2012 South Carolina Code of Laws
Title 38 - Insurance
Chapter 9 - CAPITAL, SURPLUS, RESERVES, AND OTHER FINANCIAL MATTERS
Section 38-9-80 - Certificates of deposits or securities required; amounts; factors considered in setting amounts; limits.


SC Code § 38-9-80 (2012) What's This?

(A) The director or his designee shall require every insurer transacting, or desiring to transact, business in this State to deposit with him certificates of deposit of building and loan associations chartered by South Carolina or federal savings and loan associations located within the State in which deposits are guaranteed by the Federal Savings and Loan Insurance Corporation, not to exceed the amount covered by insurance, or of national banks located within the State or banks chartered by South Carolina in which deposits are guaranteed by the Federal Deposit Insurance Corporation, not to exceed the amount covered by insurance, or other securities which:

(1) qualify as legal investments under the laws of this State for public sinking funds;

(2) are not in default as to principal or interest;

(3) have a current market value of not less than ten thousand nor more than two hundred thousand dollars, as determined by the director or his designee pursuant to the standards promulgated by the department.

(B) The director or his designee shall prescribe the amount, within the limits of this section, of the securities required, and he subsequently may increase or decrease the amount required.

(C) Notwithstanding the limitations in this section as to the amount of deposits required, the director or his designee may require an insurer to deposit an amount of securities in excess of the limits based on his consideration of the following:

(1) adverse findings reported in financial condition and market conduct examination reports;

(2) the National Association of Insurance Commissioners Insurance Regulatory Information System and its related reports;

(3) the ratios of commission expense, general insurance expense, policy benefits, and reserve increases as to annual premium and net investment income which could lead to a significant adjustment to an insurer's capital and surplus;

(4) whether the insurer's asset portfolio when viewed in light of current economic conditions is not of sufficient value, liquidity, or diversity to assure the insurer's ability to meet its outstanding obligations as they mature;

(5) whether an insurer had a significant operating loss in the last twelve months or a shorter time;

(6) whether an affiliate, subsidiary, or a reinsurer is insolvent, threatened with insolvency, or delinquent in payment of its monetary or other obligations;

(7) contingent liabilities, pledges, or guaranties which individually or collectively involve a total amount which in the opinion of the director or his designee may affect the solvency of the insurer;

(8) whether the management of an insurer, including officers, directors, or other persons who directly or indirectly controls the operation of the insurer, fails to possess and demonstrate the competence, fitness, and reputation necessary to serve the insurer in that position;

(9) whether management has failed to respond to inquiries relative to the condition of the insurer or has furnished false and misleading information concerning an inquiry;

(10) whether the insurer has grown so rapidly and to an extent that it lacks adequate financial and administrative capacity to meet its obligations in a timely manner;

(11) whether the insurer has experienced or will experience in the foreseeable future cash flow or liquidity problems.

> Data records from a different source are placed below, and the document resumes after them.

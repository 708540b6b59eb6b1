use tracing::{debug, warn};

use crate::config::RiskConfig;
use crate::errors::AnalyticsError;
use crate::models::risk::RiskMetrics;
use crate::models::{PriceSeries, ReturnSeries};
use crate::services::series_ops::{self, mean, sample_covariance, sample_std, sample_variance};

/// Compute risk metrics for a price series, with beta measured against an
/// optional benchmark.
///
/// # Arguments
/// * `series` – price history of the security
/// * `benchmark` – price history of the benchmark index; aligned to `series` by date
/// * `config` – risk-free rate, downside target and annualization constant
///
/// # Returns
/// A `RiskMetrics` record. Fails only when fewer than 2 prices are supplied;
/// degenerate ratios come back as `None` fields.
pub fn compute_risk_metrics(
    series: &PriceSeries,
    benchmark: Option<&PriceSeries>,
    config: &RiskConfig,
) -> Result<RiskMetrics, AnalyticsError> {
    let returns = series_ops::returns(series)?;
    let values = returns.values();
    let days = config.trading_days_per_year as f64;

    let volatility = compute_volatility(&values, days);

    let (beta, benchmark_observations) = match benchmark {
        Some(bench) => compute_beta(&returns, bench),
        None => (None, 0),
    };

    let value_at_risk_95 = compute_var(&values, 95.0)?;
    let expected_shortfall_95 = compute_expected_shortfall(&values, value_at_risk_95);
    let max_drawdown = compute_max_drawdown(&series.closes());
    let annualized_return = values.iter().sum::<f64>() / values.len() as f64 * days;
    let sharpe = compute_sharpe(&values, config.risk_free_rate, days);
    let sortino = compute_sortino(&values, config.risk_free_rate, config.target_return, days);

    debug!(
        ?volatility,
        ?beta,
        value_at_risk_95,
        max_drawdown,
        ?sharpe,
        ?sortino,
        "Computed risk metrics over {} returns",
        values.len()
    );

    Ok(RiskMetrics {
        volatility,
        beta,
        benchmark_observations,
        value_at_risk_95,
        expected_shortfall_95,
        max_drawdown,
        annualized_return,
        sharpe,
        sortino,
    })
}

/// Annualized volatility: sample standard deviation of daily returns times sqrt(days).
pub fn compute_volatility(returns: &[f64], trading_days: f64) -> Option<f64> {
    sample_std(returns).map(|sd| sd * trading_days.sqrt())
}

/// Compute beta relative to a benchmark price series.
///
/// Returns are inner-joined on date, so holidays or gaps on either side only
/// drop the affected days. Returns `(beta, joined_observations)`.
pub fn compute_beta(returns: &ReturnSeries, benchmark: &PriceSeries) -> (Option<f64>, usize) {
    let bench_returns = match series_ops::returns(benchmark) {
        Ok(r) => r,
        Err(e) => {
            warn!("Benchmark unusable for beta: {}", e);
            return (None, 0);
        }
    };

    let joined = returns.inner_join(&bench_returns);
    let n = joined.len();
    if n < 2 {
        warn!("Only {} common return dates with benchmark, beta undefined", n);
        return (None, n);
    }

    let asset: Vec<f64> = joined.iter().map(|(_, a, _)| *a).collect();
    let bench: Vec<f64> = joined.iter().map(|(_, _, b)| *b).collect();

    let beta = match (sample_covariance(&asset, &bench), sample_variance(&bench)) {
        (Some(cov), Some(var_b)) if var_b.abs() >= f64::EPSILON => Some(cov / var_b),
        _ => {
            warn!("Benchmark variance is zero, beta undefined");
            None
        }
    };

    (beta, n)
}

/// Historical-simulation VaR: the `confidence` complement percentile of daily returns.
///
/// At 95% confidence this is the 5th percentile, a loss threshold that is
/// negative for a losing position.
pub fn compute_var(returns: &[f64], confidence: f64) -> Result<f64, AnalyticsError> {
    series_ops::percentile(returns, 100.0 - confidence)
}

/// Expected Shortfall: the average of returns at or below the VaR threshold.
fn compute_expected_shortfall(returns: &[f64], var: f64) -> f64 {
    let tail: Vec<f64> = returns.iter().copied().filter(|&r| r <= var).collect();
    // The minimum return is always at or below any percentile, so the tail is never empty
    // unless the input holds NaN.
    mean(&tail).unwrap_or(var)
}

/// Maximum peak-to-trough decline relative to the running peak, always <= 0.
pub fn compute_max_drawdown(prices: &[f64]) -> f64 {
    series_ops::cumulative_max(prices)
        .iter()
        .zip(prices.iter())
        .map(|(&peak, &price)| (price - peak) / peak)
        .fold(0.0_f64, f64::min)
}

fn excess_returns(returns: &[f64], risk_free_rate: f64, trading_days: f64) -> Vec<f64> {
    let risk_free_daily = risk_free_rate / trading_days;
    returns.iter().map(|r| r - risk_free_daily).collect()
}

/// Annualized Sharpe ratio: sqrt(days) * mean(excess) / std(excess).
///
/// `None` when the excess returns have no dispersion.
pub fn compute_sharpe(returns: &[f64], risk_free_rate: f64, trading_days: f64) -> Option<f64> {
    let excess = excess_returns(returns, risk_free_rate, trading_days);
    let mean_excess = mean(&excess)?;
    let sd = sample_std(&excess)?;

    if sd.abs() < f64::EPSILON {
        warn!("Excess returns have zero dispersion, Sharpe undefined");
        return None;
    }

    Some(trading_days.sqrt() * mean_excess / sd)
}

/// Annualized Sortino ratio: the Sharpe numerator over the downside deviation,
/// i.e. the root-mean-square of excess returns below `target_return`.
///
/// `None` when no excess return falls below the target. A flat price series,
/// whose returns are all zero, is undefined as well.
pub fn compute_sortino(
    returns: &[f64],
    risk_free_rate: f64,
    target_return: f64,
    trading_days: f64,
) -> Option<f64> {
    let excess = excess_returns(returns, risk_free_rate, trading_days);
    let mean_excess = mean(&excess)?;

    if returns.iter().all(|&r| r == 0.0) {
        warn!("Prices never moved, Sortino undefined");
        return None;
    }

    let downside: Vec<f64> = excess
        .iter()
        .copied()
        .filter(|&r| r < target_return)
        .collect();

    if downside.is_empty() {
        warn!("No excess return below target {}, Sortino undefined", target_return);
        return None;
    }

    let downside_deviation = (downside.iter().map(|r| r * r).sum::<f64>() / downside.len() as f64).sqrt();
    if downside_deviation < f64::EPSILON {
        return None;
    }

    Some(trading_days.sqrt() * mean_excess / downside_deviation)
}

HISTORY: Former 1976 Code Section 38-9-80 [1947 (45) 322; 1949 (46) 600; 1952 Code Section 37-147; 1962 Code Section 37-147] recodified as Section 38-55-50 by 1987 Act No. 155, Section 1; Former 1976 Code Section 38-5-680 [1962 Code Section 37-185.1; 1962 (52) 2148; 1969 (56) 212; 1975 (58) 279; 1986 Act No. 429, Section 1] recodified as Section 38-9-80 by 1987 Act No. 155, Section 1; 1992 Act No. 280, Section 1; 1993 Act No. 181, Section 535; 2000 Act No. 259, Section 4.